App Performance

Declarative Management of Multiple Kubernetes Clusters with Tanka and Jsonnet

Declarative Management of Multiple Kubernetes Clusters with Tanka and Jsonnet

Kubernetes is one of the more prominent tools bridging the gap between cloud-native and cloud-agnostic development. Acting as what can be described as an operating system for the cloud, Kubernetes defines and manages a set of resources, which serve as abstractions for the deployment, scaling, and management of cloud infrastructure and applications. Through this layer of abstraction, developers can effortlessly move or replicate workloads and infrastructure across different cloud providers and on-premise locations.

But as with all abstraction layers, and following The Law of Leaky Abstractions, there ain’t no such thing as a free lunch. Sprinkling Kubernetes into your technological mix also adds a new layer of complexity and introduces new challenges to your development team — my colleague Miguel describes one such challenge in great depth in his latest multi-series blog post.

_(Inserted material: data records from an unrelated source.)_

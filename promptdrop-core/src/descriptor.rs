// Copyright (c) Zefchain Labs, Inc.
// SPDX-License-Identifier: Apache-2.0

//! The bracketed-tag convention used to embed image metadata in token descriptors.
//!
//! A descriptor is the prompt text followed, after a blank line, by one tag per line:
//!
//! ```text
//! 九尾火狐
//!
//! [图像URL: https://example.com/fox.png]
//! [生成模型: cogview-3]
//! [生成时间: 2024-01-01T00:00:00.000Z]
//! ```

use chrono::{DateTime, SecondsFormat, Utc};
use serde::{Deserialize, Serialize};
use serde_json::Value;

/// The model recorded when an image was attached without one.
pub const DEFAULT_IMAGE_MODEL: &str = "CogView-3";

/// The labels of the three known tag kinds.
#[derive(Clone, Copy, Debug, PartialEq, Eq)]
pub struct TagLabels {
    pub image_url: &'static str,
    pub model: &'static str,
    pub time: &'static str,
}

impl TagLabels {
    /// `[image URL: …]`, `[generation model: …]`, `[generation time: …]`.
    pub const ENGLISH: TagLabels = TagLabels {
        image_url: "image URL",
        model: "generation model",
        time: "generation time",
    };

    /// The labels written by the PromptDrop web mint page.
    pub const CHINESE: TagLabels = TagLabels {
        image_url: "图像URL",
        model: "生成模型",
        time: "生成时间",
    };

    pub fn all(&self) -> [&'static str; 3] {
        [self.image_url, self.model, self.time]
    }
}

/// Which label sets to recognize, or to write with.
#[derive(
    Clone, Copy, Debug, Default, PartialEq, Eq, Serialize, Deserialize, clap::ValueEnum,
)]
#[serde(rename_all = "camelCase")]
pub enum TagLabelSet {
    #[default]
    All,
    #[value(name = "en")]
    English,
    #[value(name = "zh")]
    Chinese,
}

impl TagLabelSet {
    pub fn labels(self) -> Vec<TagLabels> {
        match self {
            TagLabelSet::All => vec![TagLabels::CHINESE, TagLabels::ENGLISH],
            TagLabelSet::English => vec![TagLabels::ENGLISH],
            TagLabelSet::Chinese => vec![TagLabels::CHINESE],
        }
    }

    /// The labels used when composing a descriptor. `All` writes the Chinese labels.
    pub fn writer_labels(self) -> TagLabels {
        match self {
            TagLabelSet::English => TagLabels::ENGLISH,
            TagLabelSet::All | TagLabelSet::Chinese => TagLabels::CHINESE,
        }
    }
}

/// A generated image to embed in a descriptor.
#[derive(Clone, Debug, PartialEq, Eq, Serialize, Deserialize)]
#[serde(rename_all = "camelCase")]
pub struct ImageAttachment {
    pub url: String,
    pub model: Option<String>,
}

/// Builds the descriptor stored on chain for `prompt`.
///
/// Without an image the prompt is stored as is.
pub fn compose(
    prompt: &str,
    image: Option<&ImageAttachment>,
    labels: &TagLabels,
    generated_at: DateTime<Utc>,
) -> String {
    let Some(image) = image else {
        return prompt.to_string();
    };
    let model = image.model.as_deref().unwrap_or(DEFAULT_IMAGE_MODEL);
    let time = generated_at.to_rfc3339_opts(SecondsFormat::Millis, true);
    format!(
        "{prompt}\n\n[{}: {}]\n[{}: {model}]\n[{}: {time}]",
        labels.image_url, image.url, labels.model, labels.time,
    )
}

/// Returns the descriptor held in the raw content of a token.
///
/// Contracts that store JSON metadata in `tokenURI` keep the descriptor in the
/// `description` field, or in `prompt`. Anything else is the descriptor itself.
pub fn descriptor_from_content(raw: &str) -> String {
    let Ok(Value::Object(metadata)) = serde_json::from_str::<Value>(raw) else {
        return raw.to_string();
    };
    ["description", "prompt"]
        .iter()
        .filter_map(|field| metadata.get(*field).and_then(Value::as_str))
        .find(|text| !text.is_empty())
        .unwrap_or(raw)
        .to_string()
}

#[cfg(test)]
#[path = "unit_tests/descriptor.rs"]
mod tests;
// Copyright (c) Zefchain Labs, Inc.
// SPDX-License-Identifier: Apache-2.0

use std::fmt;

use alloy::{
    network::EthereumWallet,
    primitives::{Address, U256},
    providers::{DynProvider, Provider, ProviderBuilder},
    signers::local::PrivateKeySigner,
};
use async_trait::async_trait;
use tracing::{debug, info, instrument};
use url::Url;

use crate::{
    client::{ContentAccessor, MintReceipt, NftMinter, NftQueries},
    common::{u256_to_u64, EthereumServiceError},
    contract::PromptNft,
};

/// A JSON-RPC client bound to one deployed PromptNFT contract.
pub struct EthereumClient {
    provider: DynProvider,
    contract_address: Address,
    accessor: ContentAccessor,
    mint_value: U256,
}

impl EthereumClient {
    /// Connects to an Ethereum node for read-only access to the contract at
    /// `contract_address`.
    pub fn new(
        url: &str,
        contract_address: Address,
        accessor: ContentAccessor,
    ) -> Result<Self, EthereumServiceError> {
        let rpc_url = Url::parse(url)?;
        let provider = ProviderBuilder::new().connect_http(rpc_url).erased();
        Ok(Self {
            provider,
            contract_address,
            accessor,
            mint_value: U256::ZERO,
        })
    }

    /// Connects to an Ethereum node with a local signer, so that mint transactions are
    /// signed before being sent. Each mint attaches `mint_value` wei.
    pub fn with_signer(
        url: &str,
        contract_address: Address,
        accessor: ContentAccessor,
        signer: PrivateKeySigner,
        mint_value: U256,
    ) -> Result<Self, EthereumServiceError> {
        let rpc_url = Url::parse(url)?;
        info!(signer = %signer.address(), "Using local signer for mint transactions");
        let provider = ProviderBuilder::new()
            .wallet(EthereumWallet::from(signer))
            .connect_http(rpc_url)
            .erased();
        Ok(Self {
            provider,
            contract_address,
            accessor,
            mint_value,
        })
    }

    pub fn contract_address(&self) -> Address {
        self.contract_address
    }

    pub fn accessor(&self) -> ContentAccessor {
        self.accessor
    }
}

impl fmt::Debug for EthereumClient {
    fn fmt(&self, f: &mut fmt::Formatter<'_>) -> fmt::Result {
        f.debug_struct("EthereumClient")
            .field("contract_address", &self.contract_address)
            .field("accessor", &self.accessor)
            .field("mint_value", &self.mint_value)
            .finish_non_exhaustive()
    }
}

#[async_trait]
impl NftQueries for EthereumClient {
    type Error = EthereumServiceError;

    async fn chain_id(&self) -> Result<u64, EthereumServiceError> {
        Ok(self.provider.get_chain_id().await?)
    }

    async fn balance_of(&self, owner: Address) -> Result<u64, EthereumServiceError> {
        let contract = PromptNft::new(self.contract_address, self.provider.clone());
        let balance = contract.balanceOf(owner).call().await?;
        u256_to_u64(balance)
    }

    async fn owner_of(&self, token_id: u64) -> Result<Address, EthereumServiceError> {
        let contract = PromptNft::new(self.contract_address, self.provider.clone());
        Ok(contract.ownerOf(U256::from(token_id)).call().await?)
    }

    async fn content_of(&self, token_id: u64) -> Result<String, EthereumServiceError> {
        let contract = PromptNft::new(self.contract_address, self.provider.clone());
        let token_id = U256::from(token_id);
        let content = match self.accessor {
            ContentAccessor::GetPrompt => contract.getPrompt(token_id).call().await?,
            ContentAccessor::TokenUri => contract.tokenURI(token_id).call().await?,
            ContentAccessor::Prompts => contract.prompts(token_id).call().await?,
        };
        Ok(content)
    }
}

#[async_trait]
impl NftMinter for EthereumClient {
    type Error = EthereumServiceError;

    #[instrument(skip(self, descriptor), fields(contract = %self.contract_address))]
    async fn mint(&self, to: Address, descriptor: &str) -> Result<MintReceipt, EthereumServiceError> {
        let contract = PromptNft::new(self.contract_address, self.provider.clone());
        let pending = contract
            .mint(to, descriptor.to_string())
            .value(self.mint_value)
            .send()
            .await?;
        let transaction_hash = *pending.tx_hash();
        info!(%transaction_hash, "Mint transaction sent, waiting for confirmation");

        let receipt = pending.get_receipt().await?;
        if !receipt.status() {
            return Err(EthereumServiceError::TransactionReverted(transaction_hash));
        }
        let token_id = receipt
            .inner
            .logs()
            .iter()
            .filter(|log| log.address() == self.contract_address)
            .find_map(|log| log.log_decode::<PromptNft::Transfer>().ok())
            .and_then(|event| u256_to_u64(event.inner.data.tokenId).ok());
        debug!(?token_id, block_number = ?receipt.block_number, "Mint transaction confirmed");

        Ok(MintReceipt {
            transaction_hash,
            block_number: receipt.block_number,
            token_id,
        })
    }
}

Managing the definition and configuration of Kubernetes resources is no trivial task, and like most teams first starting out, we implemented our own in-house tooling to manage the configuration and deployment of our clusters. However, we came to the realization that we bit off more than we could chew. Here are the primary issues we found that contributed to configuration sprawl, and made configuring our clusters and their services intractable:

  • Configuration drift due to not accounting for all possible environments and their volatility. Initially, we predicted that there would be four distinct environments: development, staging, QA, and production. In reality, environments are highly dynamic and depend on current business requirements and the organization’s structure. We have had at least 15 distinct environments running at a given point! Most of them being development environments. As our processes did not account for all these environments, most of them would get lost in separate branches — which is NOT how you want to manage environments. It became hard to keep track of changes and to replicate them across other environments. Here is a hot tip to get a grip on how many environments you have: There are usually more environments than there are clusters, as each cluster contains at least one environment. If you believe you have fewer environments than you have clusters running, give it a moment’s thought and consider under which scenarios you may need to deviate a cluster’s deployment from its common environment, and how that affects your internal processes.
  • Lack of distinction between environment-specific configuration and application level configuration and settings. Configuration files got bloated with irrelevant fields that never changed throughout all environments — these fields used to be relevant or were originally included as part of an application’s configurable parameters — and were replicated across all environments. This compounding noise makes tracking differences between environments and ensuring all past and future environments are covered by configuration changes increasingly harder. It became common to accidentally break environments because of structural configuration changes or even simple version mismatching. As a direct result, processes slowly ground to a halt and productivity decreased. Exacerbating these effects, some of our services would get caught in the blast radius of ill-configured environments.

Rethinking our approach

We have decided to bite the bullet and start off again on a clean slate. To promote hygiene and maintainability, we want to start regarding the configuration of our clusters as part of the codebase. To offset for added complexity, we can take advantage of this fresh start to clean up the configuration and remove irrelevant fields into hard-coded values — The Configuration Complexity Clock offers an interesting perspective on the different stages of complexity your configuration management can reach.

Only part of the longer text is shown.